== TASK ITEM ==
Every line containing the string "field" is to be copied from the records.

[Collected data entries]
//! A line in a workout: which exercise, in which position, and how much of it.

use super::{expect_updated, Entity, Model};
use crate::db::Database;
use crate::{LiftlogError, Result};
use rusqlite::{params, Connection, Row};
use serde::{Deserialize, Serialize};

#[derive(Debug, Clone, PartialEq, Eq, Serialize, Deserialize)]
pub struct WorkoutExercise {
    pub id: Option<i64>,
    pub workout_id: i64,
    pub exercise_id: i64,
    pub sets: Option<i64>,
    pub reps_min: Option<i64>,
    pub reps_max: Option<i64>,
    /// Exercise performed back-to-back with this one.
    pub superset: Option<i64>,
    /// Position within the workout.
    pub exercise_num: Option<i64>,
    pub warmup: bool,
    /// Rest after the exercise, in seconds.
    pub rest: Option<i64>,
}

impl WorkoutExercise {
    pub fn new(workout_id: i64, exercise_id: i64) -> Self {
        Self {
            id: None,
            workout_id,
            exercise_id,
            sets: None,
            reps_min: None,
            reps_max: None,
            superset: None,
            exercise_num: None,
            warmup: false,
            rest: None,
        }
    }

    pub fn with_sets(mut self, sets: i64) -> Self {
        self.sets = Some(sets);
        self
    }

    pub fn with_reps(mut self, reps_min: i64, reps_max: i64) -> Self {
        self.reps_min = Some(reps_min);
        self.reps_max = Some(reps_max);
        self
    }

    pub fn with_superset(mut self, exercise_id: i64) -> Self {
        self.superset = Some(exercise_id);
        self
    }

    pub fn at_position(mut self, exercise_num: i64) -> Self {
        self.exercise_num = Some(exercise_num);
        self
    }

    pub fn as_warmup(mut self) -> Self {
        self.warmup = true;
        self
    }

    pub fn with_rest(mut self, seconds: i64) -> Self {
        self.rest = Some(seconds);
        self
    }

    /// Lines of a workout in exercise order.
    pub fn for_workout(db: &Database, workout_id: i64) -> Result<Vec<Self>> {
        Self::select_where(
            db,
            "workout_id = ?1 ORDER BY exercise_num IS NULL, exercise_num, id",
            [workout_id],
        )
    }
}

impl Entity for WorkoutExercise {
    fn table_name(&self) -> &'static str {
        Self::TABLE
    }

    fn id(&self) -> Option<i64> {
        self.id
    }

    fn set_id(&mut self, id: i64) {
        self.id = Some(id);
    }

    fn validate(&self) -> Result<()> {
        for (field, value) in [
            ("sets", self.sets),
            ("reps_min", self.reps_min),
            ("reps_max", self.reps_max),
            ("rest", self.rest),
        ] {
            if matches!(value, Some(v) if v < 0) {
                return Err(LiftlogError::validation(field, "must not be negative"));
            }
        }
        if let (Some(min), Some(max)) = (self.reps_min, self.reps_max) {
            if min > max {
                return Err(LiftlogError::validation(
                    "reps_min",
                    format!("{} exceeds reps_max {}", min, max),
                ));
            }
        }
        Ok(())
    }

    fn insert(&self, conn: &Connection) -> Result<i64> {
        conn.execute(
            "INSERT INTO workout_exercises (workout_id, exercise_id, sets, reps_min, reps_max,
                                            superset, exercise_num, warmup, rest)
             VALUES (?1, ?2, ?3, ?4, ?5, ?6, ?7, ?8, ?9)",
            params![
                self.workout_id,
                self.exercise_id,
                self.sets,
                self.reps_min,
                self.reps_max,
                self.superset,
                self.exercise_num,
                self.warmup,
                self.rest,
            ],
        )?;
        Ok(conn.last_insert_rowid())
    }

    fn update(&self, conn: &Connection) -> Result<()> {
        let id = self.persisted_id()?;
        let rows = conn.execute(
            "UPDATE workout_exercises SET
                 workout_id=?1, exercise_id=?2, sets=?3, reps_min=?4, reps_max=?5,
                 superset=?6, exercise_num=?7, warmup=?8, rest=?9
             WHERE id = ?10",
            params![
                self.workout_id,
                self.exercise_id,
                self.sets,
                self.reps_min,
                self.reps_max,
                self.superset,
                self.exercise_num,
                self.warmup,
                self.rest,
                id,
            ],
        )?;
        expect_updated(rows, Self::TABLE, id)
    }
}

impl Model for WorkoutExercise {
    const TABLE: &'static str = "workout_exercises";
    const COLUMNS: &'static str =
        "id, workout_id, exercise_id, sets, reps_min, reps_max, superset, exercise_num, warmup, rest";

    fn from_row(row: &Row<'_>) -> rusqlite::Result<Self> {
        Ok(Self {
            id: row.get(0)?,
            workout_id: row.get(1)?,
            exercise_id: row.get(2)?,
            sets: row.get(3)?,
            reps_min: row.get(4)?,
            reps_max: row.get(5)?,
            superset: row.get(6)?,
            exercise_num: row.get(7)?,
            warmup: row.get::<_, Option<bool>>(8)?.unwrap_or(false),
            rest: row.get(9)?,
        })
    }
}
//! Liftlog Core - workouts, exercises and write-through full-text search.
//!
//! This crate owns the relational store for a fitness tracker and keeps a
//! search index in step with it: every committed insert, update or delete of
//! a searchable record is mirrored into the index after the SQL transaction
//! succeeds, and searches map ranked index hits back to rows in rank order.
//!
//! # Example
//!
//! ```rust,ignore
//! use liftlog_core::{Liftlog, Workout};
//!
//! #[tokio::main]
//! async fn main() -> liftlog_core::Result<()> {
//!     let app = Liftlog::builder()
//!         .database_path("liftlog.db")
//!         .search_url("http://localhost:9200")
//!         .build()?;
//!
//!     let mut session = app.session();
//!     session.add(Workout::new("Push Day"))?;
//!     session.commit().await?;
//!
//!     let (workouts, total) = app.search_records::<Workout>("push", 1, 10).await?;
//!     println!("{} of {} matches", workouts.len(), total);
//!     Ok(())
//! }
//! ```

pub mod config;
pub mod db;
pub mod error;
pub mod models;
pub mod search;
pub mod session;
pub mod sync;

mod api;

pub use config::{FailurePolicy, SearchEndpoint, Settings};
pub use db::Database;
pub use error::{LiftlogError, Result};
pub use models::{Entity, Exercise, Model, User, Workout, WorkoutExercise};
pub use search::{
    ElasticsearchClient, Fts5Index, IndexClient, IndexDocument, MemoryIndex, RankedQuery,
    SearchHits, SearchIndex, Searchable, SearchableModel,
};
pub use session::{CommitSummary, Session};
pub use sync::{ChangeSet, ChangeTracker, IndexSynchronizer, SyncReport, TransactionContext};

pub use api::LiftlogBuilder;

/// Main entry point: the relational store plus the search synchronizer.
///
/// Built once at startup; sessions borrow both for the duration of a commit.
pub struct Liftlog {
    db: Database,
    synchronizer: IndexSynchronizer,
}

impl Liftlog {
    /// Create a builder for Liftlog.
    pub fn builder() -> LiftlogBuilder {
        LiftlogBuilder::new()
    }

    /// Open using resolved settings.
    pub fn open(settings: &Settings) -> Result<Self> {
        LiftlogBuilder::from_settings(settings).build()
    }

    pub fn database(&self) -> &Database {
        &self.db
    }

    pub fn search_index(&self) -> &SearchIndex {
        self.synchronizer.index()
    }

    pub fn synchronizer(&self) -> &IndexSynchronizer {
        &self.synchronizer
    }

    /// Start a unit of work.
    pub fn session(&self) -> Session<'_> {
        Session::new(&self.db, &self.synchronizer)
    }

    /// Whether a search backend is configured and reachable.
    pub async fn search_available(&self) -> bool {
        self.search_index().available().await
    }

    /// Search `T`'s namespace; see [`SearchableModel::search`].
    pub async fn search<T: SearchableModel>(
        &self,
        expression: &str,
        page: usize,
        per_page: usize,
    ) -> Result<(RankedQuery<T>, usize)> {
        T::search(self.search_index(), expression, page, per_page).await
    }

    /// Search and load the matching rows in rank order.
    pub async fn search_records<T: SearchableModel>(
        &self,
        expression: &str,
        page: usize,
        per_page: usize,
    ) -> Result<(Vec<T>, usize)> {
        let (query, total) = self.search::<T>(expression, page, per_page).await?;
        Ok((query.fetch(&self.db)?, total))
    }

    /// Rebuild `T`'s namespace from the relational store.
    pub async fn reindex<T: SearchableModel>(&self) -> Result<usize> {
        T::reindex(&self.db, self.search_index()).await
    }
}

== SOLUTION BELOW ==
        for (field, value) in [
                return Err(LiftlogError::validation(field, "must not be negative"));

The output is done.